-- INPUT DATA follows --
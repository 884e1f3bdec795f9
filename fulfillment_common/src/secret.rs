use std::{
    fmt,
    fmt::{Debug, Display},
};

/// Wraps a sensitive configuration value (e.g. the identity HMAC key) so that it never leaks into logs.
#[derive(Clone, Default)]
pub struct Secret<T>
where T: Clone + Default
{
    value: T,
}

impl<T: Clone + Default> Secret<T> {
    pub fn new(value: T) -> Self {
        Self { value }
    }

    pub fn reveal(&self) -> &T {
        &self.value
    }
}

impl<T: Clone + Default> Debug for Secret<T> {
    fn fmt(&self, f: &mut fmt::Formatter<'_>) -> fmt::Result {
        f.write_str("****")
    }
}

impl<T: Clone + Default> Display for Secret<T> {
    fn fmt(&self, f: &mut fmt::Formatter<'_>) -> fmt::Result {
        f.write_str("****")
    }
}
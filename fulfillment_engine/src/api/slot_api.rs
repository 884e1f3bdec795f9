use std::fmt::Debug;

use chrono::{NaiveDate, NaiveDateTime, NaiveTime};
use log::*;

use crate::{
    db_types::DeliverySlot,
    traits::{FulfillmentError, SlotManagement},
};

/// Decides which slots can be booked at a given moment. `now` is the local wall-clock time of the service area.
#[derive(Debug, Clone, Copy, PartialEq, Eq)]
pub struct SlotRules {
    pub preorder_threshold: NaiveTime,
}

impl SlotRules {
    pub fn new(preorder_threshold: NaiveTime) -> Self {
        Self { preorder_threshold }
    }

    /// Whether the slot's cutoff still allows orders at `now`, ignoring capacity.
    ///
    /// * Past dates are never open.
    /// * Future dates are always open.
    /// * For today, a slot is open until its cutoff. Before the pre-order threshold, every slot of the day is open.
    pub fn is_open(&self, slot: &DeliverySlot, now: NaiveDateTime) -> bool {
        let today = now.date();
        if !slot.is_active || slot.slot_date < today {
            return false;
        }
        if slot.slot_date > today {
            return true;
        }
        now.time() < self.preorder_threshold || now.time() < slot.cutoff_time
    }

    /// Open and with capacity left.
    pub fn is_bookable(&self, slot: &DeliverySlot, now: NaiveDateTime) -> bool {
        !slot.is_full() && self.is_open(slot, now)
    }
}

pub struct SlotApi<B> {
    db: B,
    rules: SlotRules,
}

impl<B> Debug for SlotApi<B> {
    fn fmt(&self, f: &mut std::fmt::Formatter<'_>) -> std::fmt::Result {
        write!(f, "SlotApi ({:?})", self.rules)
    }
}

impl<B> SlotApi<B>
where B: SlotManagement
{
    pub fn new(db: B, rules: SlotRules) -> Self {
        Self { db, rules }
    }

    pub fn rules(&self) -> &SlotRules {
        &self.rules
    }

    /// Slots of the sector on `date` that can be booked at `now`, in start time order. Full slots are left out.
    pub async fn list_available_slots(
        &self,
        sector_id: i64,
        date: NaiveDate,
        now: NaiveDateTime,
    ) -> Result<Vec<DeliverySlot>, FulfillmentError> {
        if date < now.date() {
            return Ok(vec![]);
        }
        let slots = self.db.fetch_slots_for_sector(sector_id, date).await?;
        let total = slots.len();
        let available = slots.into_iter().filter(|s| self.rules.is_bookable(s, now)).collect::<Vec<_>>();
        trace!("📦️ {} of {total} slots in sector {sector_id} on {date} are bookable at {now}", available.len());
        Ok(available)
    }

    /// Every active slot of the sector on `date`, including full and closed ones.
    pub async fn all_slots(&self, sector_id: i64, date: NaiveDate) -> Result<Vec<DeliverySlot>, FulfillmentError> {
        self.db.fetch_slots_for_sector(sector_id, date).await
    }

    pub async fn reserve(&self, slot_id: i64) -> Result<DeliverySlot, FulfillmentError> {
        let slot = self.db.reserve_slot(slot_id).await?;
        debug!("📦️ Reserved slot {slot_id}. {} places left", slot.available_orders);
        Ok(slot)
    }

    pub async fn release(&self, slot_id: i64) -> Result<DeliverySlot, FulfillmentError> {
        let slot = self.db.release_slot(slot_id).await?;
        debug!("📦️ Released slot {slot_id}. {} places left", slot.available_orders);
        Ok(slot)
    }
}
use std::time::Duration;

use actix_web::{dev::Server, http::KeepAlive, middleware::Logger, web, App, HttpServer};
use fulfillment_engine::{
    events::EventProducers,
    AssignmentApi,
    CatalogApi,
    DeliveryVerificationApi,
    OrderFlowApi,
    PayoutApi,
    SlotApi,
    SlotRules,
    SqliteDatabase,
    WalletApi,
};
use log::*;

use crate::{
    config::ServerConfig,
    errors::ServerError,
    middleware::IdentityMiddlewareFactory,
    notifications::create_notification_handlers,
    routes::{
        health,
        ApprovePayoutRoute,
        AssignDeliveryRoute,
        AssignSectorRoute,
        AvailableSlotsRoute,
        CancelItemRoute,
        CancelPayoutRoute,
        CompletePayoutRoute,
        ConfirmItemRoute,
        CreateOrderRoute,
        FailPayoutRoute,
        ListPayoutsRoute,
        MarkPackedRoute,
        MarkProcessingRoute,
        OrderDetailsRoute,
        OutForDeliveryRoute,
        PayoutSettingsRoute,
        RejectItemRoute,
        RejectPayoutRoute,
        RepairDayRoute,
        RequestPayoutRoute,
        SectorRosterRoute,
        SyncWalletRoute,
        UpdateVendorSettingsRoute,
        VendorNotesRoute,
        VendorSettingsRoute,
        VerifyDeliveryRoute,
        VerifyPickupRoute,
        WalletSummaryRoute,
    },
    workers::{start_confirmation_worker, start_repair_worker},
};

pub async fn run_server(config: ServerConfig) -> Result<(), ServerError> {
    let db = SqliteDatabase::new_with_url(&config.database_url, 25)
        .await
        .map_err(|e| ServerError::InitializeError(e.to_string()))?;
    let handlers = create_notification_handlers();
    let producers = handlers.producers();
    handlers.start_handlers().await;
    let _sweeper = start_confirmation_worker(db.clone(), producers.clone(), config.policy, config.sweep_interval);
    if let Some(interval) = config.repair_interval {
        let _repairer = start_repair_worker(db.clone(), producers.clone(), interval);
    }
    let srv = create_server_instance(config, db, producers)?;
    srv.await.map_err(|e| ServerError::Unspecified(e.to_string()))
}

pub fn create_server_instance(
    config: ServerConfig,
    db: SqliteDatabase,
    producers: EventProducers,
) -> Result<Server, ServerError> {
    info!("💻️ Binding to {}:{}", config.host, config.port);
    let srv = HttpServer::new(move || {
        let policy = config.policy;
        let slot_api = SlotApi::new(db.clone(), SlotRules::new(policy.preorder_threshold));
        let orders_api = OrderFlowApi::new(db.clone(), producers.clone()).with_policy(policy);
        let assignment_api = AssignmentApi::new(db.clone(), producers.clone());
        let verification_api = DeliveryVerificationApi::new(db.clone(), producers.clone());
        let wallet_api = WalletApi::new(db.clone(), producers.clone()).with_policy(policy);
        let payout_api = PayoutApi::new(db.clone(), producers.clone());
        let catalog_api = CatalogApi::new(db.clone()).with_policy(policy);
        let identity =
            IdentityMiddlewareFactory::new(config.identity.secret.clone(), config.identity.checks_enabled);
        let api_scope = web::scope("/api")
            .wrap(identity)
            .service(AvailableSlotsRoute::<SqliteDatabase>::new())
            .service(CreateOrderRoute::<SqliteDatabase>::new())
            .service(OrderDetailsRoute::<SqliteDatabase>::new())
            .service(AssignDeliveryRoute::<SqliteDatabase>::new())
            .service(VerifyPickupRoute::<SqliteDatabase>::new())
            .service(VerifyDeliveryRoute::<SqliteDatabase>::new())
            .service(OutForDeliveryRoute::<SqliteDatabase>::new())
            .service(ConfirmItemRoute::<SqliteDatabase>::new())
            .service(RejectItemRoute::<SqliteDatabase>::new())
            .service(MarkProcessingRoute::<SqliteDatabase>::new())
            .service(MarkPackedRoute::<SqliteDatabase>::new())
            .service(CancelItemRoute::<SqliteDatabase>::new())
            .service(VendorNotesRoute::<SqliteDatabase>::new())
            .service(WalletSummaryRoute::<SqliteDatabase>::new())
            .service(SyncWalletRoute::<SqliteDatabase>::new())
            .service(PayoutSettingsRoute::<SqliteDatabase>::new())
            .service(RequestPayoutRoute::<SqliteDatabase>::new())
            .service(ListPayoutsRoute::<SqliteDatabase>::new())
            .service(ApprovePayoutRoute::<SqliteDatabase>::new())
            .service(RejectPayoutRoute::<SqliteDatabase>::new())
            .service(CompletePayoutRoute::<SqliteDatabase>::new())
            .service(FailPayoutRoute::<SqliteDatabase>::new())
            .service(CancelPayoutRoute::<SqliteDatabase>::new())
            .service(RepairDayRoute::<SqliteDatabase>::new())
            .service(AssignSectorRoute::<SqliteDatabase>::new())
            .service(SectorRosterRoute::<SqliteDatabase>::new())
            .service(VendorSettingsRoute::<SqliteDatabase>::new())
            .service(UpdateVendorSettingsRoute::<SqliteDatabase>::new());
        App::new()
            .wrap(Logger::new("%t (%D ms) %s %a %{Host}i %U").log_target("fms::access_log"))
            .app_data(web::Data::new(slot_api))
            .app_data(web::Data::new(orders_api))
            .app_data(web::Data::new(assignment_api))
            .app_data(web::Data::new(verification_api))
            .app_data(web::Data::new(wallet_api))
            .app_data(web::Data::new(payout_api))
            .app_data(web::Data::new(catalog_api))
            .service(health)
            .service(api_scope)
    })
    .keep_alive(KeepAlive::Timeout(Duration::from_secs(600)))
    .bind((config.host.as_str(), config.port))?
    .run();
    Ok(srv)
}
-- INPUT DATA concluded --
● **EXERCISE INSTRUCTIONS**: Look through the records and copy down every line that holds "OutForDeliveryRoute".

● **EXERCISE OUTPUT**:
        OutForDeliveryRoute,
            .service(OutForDeliveryRoute::<SqliteDatabase>::new())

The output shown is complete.